◆ The problem
Please return all lines of the data below containing the string "false".

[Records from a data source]
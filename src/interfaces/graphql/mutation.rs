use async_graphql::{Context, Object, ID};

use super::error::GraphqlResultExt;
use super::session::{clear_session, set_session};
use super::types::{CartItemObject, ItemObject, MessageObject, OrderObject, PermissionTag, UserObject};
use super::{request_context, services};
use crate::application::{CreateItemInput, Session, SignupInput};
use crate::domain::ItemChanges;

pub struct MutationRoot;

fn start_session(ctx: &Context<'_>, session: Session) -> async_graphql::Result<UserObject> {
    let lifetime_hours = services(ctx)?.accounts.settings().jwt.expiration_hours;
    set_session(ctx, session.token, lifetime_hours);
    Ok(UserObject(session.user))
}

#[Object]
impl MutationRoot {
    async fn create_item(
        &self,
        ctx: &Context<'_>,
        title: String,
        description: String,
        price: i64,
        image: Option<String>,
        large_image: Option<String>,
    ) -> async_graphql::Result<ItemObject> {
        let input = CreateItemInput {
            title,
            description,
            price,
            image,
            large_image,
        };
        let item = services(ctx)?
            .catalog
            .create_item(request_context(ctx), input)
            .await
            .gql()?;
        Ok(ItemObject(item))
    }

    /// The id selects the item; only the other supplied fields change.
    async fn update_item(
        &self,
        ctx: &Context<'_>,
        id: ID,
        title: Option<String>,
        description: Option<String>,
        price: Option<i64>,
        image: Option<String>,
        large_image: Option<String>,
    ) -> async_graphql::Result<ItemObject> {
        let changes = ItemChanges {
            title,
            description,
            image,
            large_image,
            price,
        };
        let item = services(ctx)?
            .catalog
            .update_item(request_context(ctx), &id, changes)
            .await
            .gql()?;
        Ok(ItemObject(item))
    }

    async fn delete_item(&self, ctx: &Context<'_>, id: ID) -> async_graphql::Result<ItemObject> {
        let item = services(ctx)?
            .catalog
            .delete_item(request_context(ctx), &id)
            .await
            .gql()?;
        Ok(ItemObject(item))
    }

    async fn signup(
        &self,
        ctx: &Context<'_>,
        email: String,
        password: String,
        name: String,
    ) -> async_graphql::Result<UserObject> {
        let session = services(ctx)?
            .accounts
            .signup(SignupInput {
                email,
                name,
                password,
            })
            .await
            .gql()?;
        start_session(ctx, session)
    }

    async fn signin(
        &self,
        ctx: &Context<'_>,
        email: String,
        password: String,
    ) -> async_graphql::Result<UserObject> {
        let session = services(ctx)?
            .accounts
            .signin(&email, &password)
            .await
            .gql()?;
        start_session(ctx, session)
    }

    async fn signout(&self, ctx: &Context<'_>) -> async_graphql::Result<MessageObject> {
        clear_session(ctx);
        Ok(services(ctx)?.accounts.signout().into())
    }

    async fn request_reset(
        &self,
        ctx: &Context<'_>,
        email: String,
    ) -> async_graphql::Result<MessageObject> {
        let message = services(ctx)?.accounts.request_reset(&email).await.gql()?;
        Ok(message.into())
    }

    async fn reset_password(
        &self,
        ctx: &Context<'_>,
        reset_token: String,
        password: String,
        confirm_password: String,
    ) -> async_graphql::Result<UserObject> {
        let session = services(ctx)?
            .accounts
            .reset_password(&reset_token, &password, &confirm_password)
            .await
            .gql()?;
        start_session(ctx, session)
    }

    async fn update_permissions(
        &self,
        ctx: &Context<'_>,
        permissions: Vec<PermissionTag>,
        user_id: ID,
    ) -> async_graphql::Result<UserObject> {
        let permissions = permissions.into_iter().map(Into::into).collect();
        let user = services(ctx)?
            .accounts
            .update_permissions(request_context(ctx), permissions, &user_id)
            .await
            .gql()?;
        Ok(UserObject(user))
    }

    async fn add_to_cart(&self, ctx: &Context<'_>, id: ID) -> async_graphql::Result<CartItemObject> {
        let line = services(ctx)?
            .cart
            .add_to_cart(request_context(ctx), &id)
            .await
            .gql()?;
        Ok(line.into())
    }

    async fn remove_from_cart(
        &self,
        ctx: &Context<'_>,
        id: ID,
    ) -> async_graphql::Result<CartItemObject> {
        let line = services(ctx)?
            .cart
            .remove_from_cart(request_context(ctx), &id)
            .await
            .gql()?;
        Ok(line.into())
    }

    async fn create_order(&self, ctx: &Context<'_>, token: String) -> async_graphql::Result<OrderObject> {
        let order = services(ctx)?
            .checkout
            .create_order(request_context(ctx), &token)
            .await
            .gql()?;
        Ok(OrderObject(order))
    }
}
---
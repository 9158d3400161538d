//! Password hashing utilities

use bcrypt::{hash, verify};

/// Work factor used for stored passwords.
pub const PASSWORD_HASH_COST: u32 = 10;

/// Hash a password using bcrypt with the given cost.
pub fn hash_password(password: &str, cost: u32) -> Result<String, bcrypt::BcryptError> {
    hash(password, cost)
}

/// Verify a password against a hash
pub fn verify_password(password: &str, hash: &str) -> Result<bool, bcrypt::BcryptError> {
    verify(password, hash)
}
* * *
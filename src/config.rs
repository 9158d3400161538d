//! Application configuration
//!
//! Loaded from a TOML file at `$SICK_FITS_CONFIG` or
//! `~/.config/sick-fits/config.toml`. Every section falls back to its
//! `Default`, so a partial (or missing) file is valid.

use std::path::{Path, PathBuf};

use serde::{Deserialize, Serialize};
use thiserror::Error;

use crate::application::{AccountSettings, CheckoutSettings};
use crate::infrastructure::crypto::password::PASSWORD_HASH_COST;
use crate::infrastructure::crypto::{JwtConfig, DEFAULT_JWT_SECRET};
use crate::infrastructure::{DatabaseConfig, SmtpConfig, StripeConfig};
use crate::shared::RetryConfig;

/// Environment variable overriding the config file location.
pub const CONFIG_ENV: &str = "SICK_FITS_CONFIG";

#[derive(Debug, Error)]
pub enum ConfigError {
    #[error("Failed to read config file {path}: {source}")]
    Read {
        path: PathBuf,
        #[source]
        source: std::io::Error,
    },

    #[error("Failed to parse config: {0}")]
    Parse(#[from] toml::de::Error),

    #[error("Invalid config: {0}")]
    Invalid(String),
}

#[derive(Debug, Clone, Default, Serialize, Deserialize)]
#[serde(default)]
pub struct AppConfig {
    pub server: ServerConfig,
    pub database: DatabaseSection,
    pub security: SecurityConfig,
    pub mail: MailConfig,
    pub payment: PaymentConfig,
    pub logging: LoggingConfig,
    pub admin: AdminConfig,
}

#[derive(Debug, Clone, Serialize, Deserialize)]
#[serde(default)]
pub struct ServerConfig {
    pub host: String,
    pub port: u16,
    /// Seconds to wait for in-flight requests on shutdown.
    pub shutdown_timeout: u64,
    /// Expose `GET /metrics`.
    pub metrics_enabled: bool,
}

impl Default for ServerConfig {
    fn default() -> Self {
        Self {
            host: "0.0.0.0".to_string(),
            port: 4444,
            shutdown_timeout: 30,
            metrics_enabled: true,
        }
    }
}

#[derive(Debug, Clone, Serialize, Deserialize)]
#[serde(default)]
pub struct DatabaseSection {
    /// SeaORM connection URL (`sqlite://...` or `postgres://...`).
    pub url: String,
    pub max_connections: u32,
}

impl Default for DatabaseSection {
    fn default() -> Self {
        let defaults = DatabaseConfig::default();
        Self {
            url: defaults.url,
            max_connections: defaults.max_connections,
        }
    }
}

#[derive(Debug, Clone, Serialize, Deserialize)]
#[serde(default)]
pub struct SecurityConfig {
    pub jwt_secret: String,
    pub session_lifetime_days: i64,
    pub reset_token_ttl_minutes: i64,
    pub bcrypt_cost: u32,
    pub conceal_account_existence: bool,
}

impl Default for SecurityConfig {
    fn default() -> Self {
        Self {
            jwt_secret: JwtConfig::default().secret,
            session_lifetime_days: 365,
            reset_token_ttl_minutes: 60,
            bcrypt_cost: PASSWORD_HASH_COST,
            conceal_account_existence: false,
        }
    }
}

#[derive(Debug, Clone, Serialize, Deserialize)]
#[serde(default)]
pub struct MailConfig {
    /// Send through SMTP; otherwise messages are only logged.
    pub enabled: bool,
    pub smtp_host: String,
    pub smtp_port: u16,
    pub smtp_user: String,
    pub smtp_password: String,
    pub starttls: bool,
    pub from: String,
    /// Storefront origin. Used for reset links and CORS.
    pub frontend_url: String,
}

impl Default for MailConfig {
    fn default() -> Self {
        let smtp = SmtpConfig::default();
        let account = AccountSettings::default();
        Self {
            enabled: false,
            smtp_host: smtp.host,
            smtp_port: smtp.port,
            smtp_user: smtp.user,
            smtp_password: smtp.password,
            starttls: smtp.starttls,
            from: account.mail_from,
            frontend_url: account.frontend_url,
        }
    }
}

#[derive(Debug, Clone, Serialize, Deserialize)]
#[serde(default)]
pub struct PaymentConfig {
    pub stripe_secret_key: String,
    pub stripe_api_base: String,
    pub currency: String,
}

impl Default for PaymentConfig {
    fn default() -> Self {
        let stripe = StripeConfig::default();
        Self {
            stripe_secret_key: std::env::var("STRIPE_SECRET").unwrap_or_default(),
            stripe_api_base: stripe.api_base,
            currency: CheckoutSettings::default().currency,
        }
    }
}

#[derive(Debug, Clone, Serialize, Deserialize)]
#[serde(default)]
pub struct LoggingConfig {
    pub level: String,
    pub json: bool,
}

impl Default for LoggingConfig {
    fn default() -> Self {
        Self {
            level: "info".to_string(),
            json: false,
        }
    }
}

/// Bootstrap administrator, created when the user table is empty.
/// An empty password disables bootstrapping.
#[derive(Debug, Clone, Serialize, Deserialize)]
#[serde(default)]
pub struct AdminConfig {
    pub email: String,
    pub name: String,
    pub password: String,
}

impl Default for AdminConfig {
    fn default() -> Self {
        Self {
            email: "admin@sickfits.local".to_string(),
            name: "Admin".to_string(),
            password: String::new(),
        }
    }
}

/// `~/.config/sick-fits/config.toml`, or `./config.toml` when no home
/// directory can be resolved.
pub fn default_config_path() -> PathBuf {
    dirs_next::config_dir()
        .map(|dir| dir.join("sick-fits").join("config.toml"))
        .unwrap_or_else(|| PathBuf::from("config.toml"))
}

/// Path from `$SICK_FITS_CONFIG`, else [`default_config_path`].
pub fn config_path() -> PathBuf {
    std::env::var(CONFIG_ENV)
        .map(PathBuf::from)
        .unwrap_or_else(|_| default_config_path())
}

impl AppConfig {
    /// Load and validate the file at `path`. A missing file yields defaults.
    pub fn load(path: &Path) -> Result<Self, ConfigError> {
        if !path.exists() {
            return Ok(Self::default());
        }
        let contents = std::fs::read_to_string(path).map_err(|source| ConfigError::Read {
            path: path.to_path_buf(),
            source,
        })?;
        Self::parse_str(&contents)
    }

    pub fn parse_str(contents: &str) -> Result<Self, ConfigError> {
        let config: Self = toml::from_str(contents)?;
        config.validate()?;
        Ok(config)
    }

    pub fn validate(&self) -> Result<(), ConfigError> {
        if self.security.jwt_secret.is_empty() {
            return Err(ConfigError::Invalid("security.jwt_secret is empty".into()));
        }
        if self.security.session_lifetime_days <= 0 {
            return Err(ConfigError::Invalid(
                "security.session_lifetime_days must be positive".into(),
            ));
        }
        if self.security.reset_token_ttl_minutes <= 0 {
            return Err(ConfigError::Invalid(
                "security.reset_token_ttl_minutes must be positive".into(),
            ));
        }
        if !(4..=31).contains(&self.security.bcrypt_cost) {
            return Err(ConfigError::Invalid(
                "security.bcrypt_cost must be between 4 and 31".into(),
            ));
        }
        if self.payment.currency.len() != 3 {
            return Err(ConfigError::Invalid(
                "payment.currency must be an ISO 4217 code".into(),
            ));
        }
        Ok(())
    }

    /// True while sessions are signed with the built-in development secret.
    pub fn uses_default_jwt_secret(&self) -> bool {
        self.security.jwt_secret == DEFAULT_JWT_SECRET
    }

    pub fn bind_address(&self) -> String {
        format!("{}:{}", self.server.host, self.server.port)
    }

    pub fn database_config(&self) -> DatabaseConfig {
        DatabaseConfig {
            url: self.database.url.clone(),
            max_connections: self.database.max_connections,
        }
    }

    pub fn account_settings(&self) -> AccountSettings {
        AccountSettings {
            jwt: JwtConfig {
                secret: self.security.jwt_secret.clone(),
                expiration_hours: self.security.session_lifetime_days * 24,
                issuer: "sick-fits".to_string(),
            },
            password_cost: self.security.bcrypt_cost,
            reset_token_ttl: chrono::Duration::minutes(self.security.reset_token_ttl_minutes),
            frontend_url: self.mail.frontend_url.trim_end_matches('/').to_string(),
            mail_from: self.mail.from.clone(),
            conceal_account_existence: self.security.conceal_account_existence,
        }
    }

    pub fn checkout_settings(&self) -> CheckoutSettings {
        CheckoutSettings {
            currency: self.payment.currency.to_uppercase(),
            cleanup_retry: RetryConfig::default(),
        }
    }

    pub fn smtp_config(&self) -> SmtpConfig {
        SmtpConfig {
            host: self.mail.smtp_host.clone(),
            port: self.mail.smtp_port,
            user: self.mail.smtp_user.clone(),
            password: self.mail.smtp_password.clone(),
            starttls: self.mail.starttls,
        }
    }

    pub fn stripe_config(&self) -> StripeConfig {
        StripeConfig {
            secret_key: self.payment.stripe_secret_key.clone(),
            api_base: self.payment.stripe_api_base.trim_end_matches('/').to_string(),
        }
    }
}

◆ Completed task
            conceal_account_existence: false,
            enabled: false,
            json: false,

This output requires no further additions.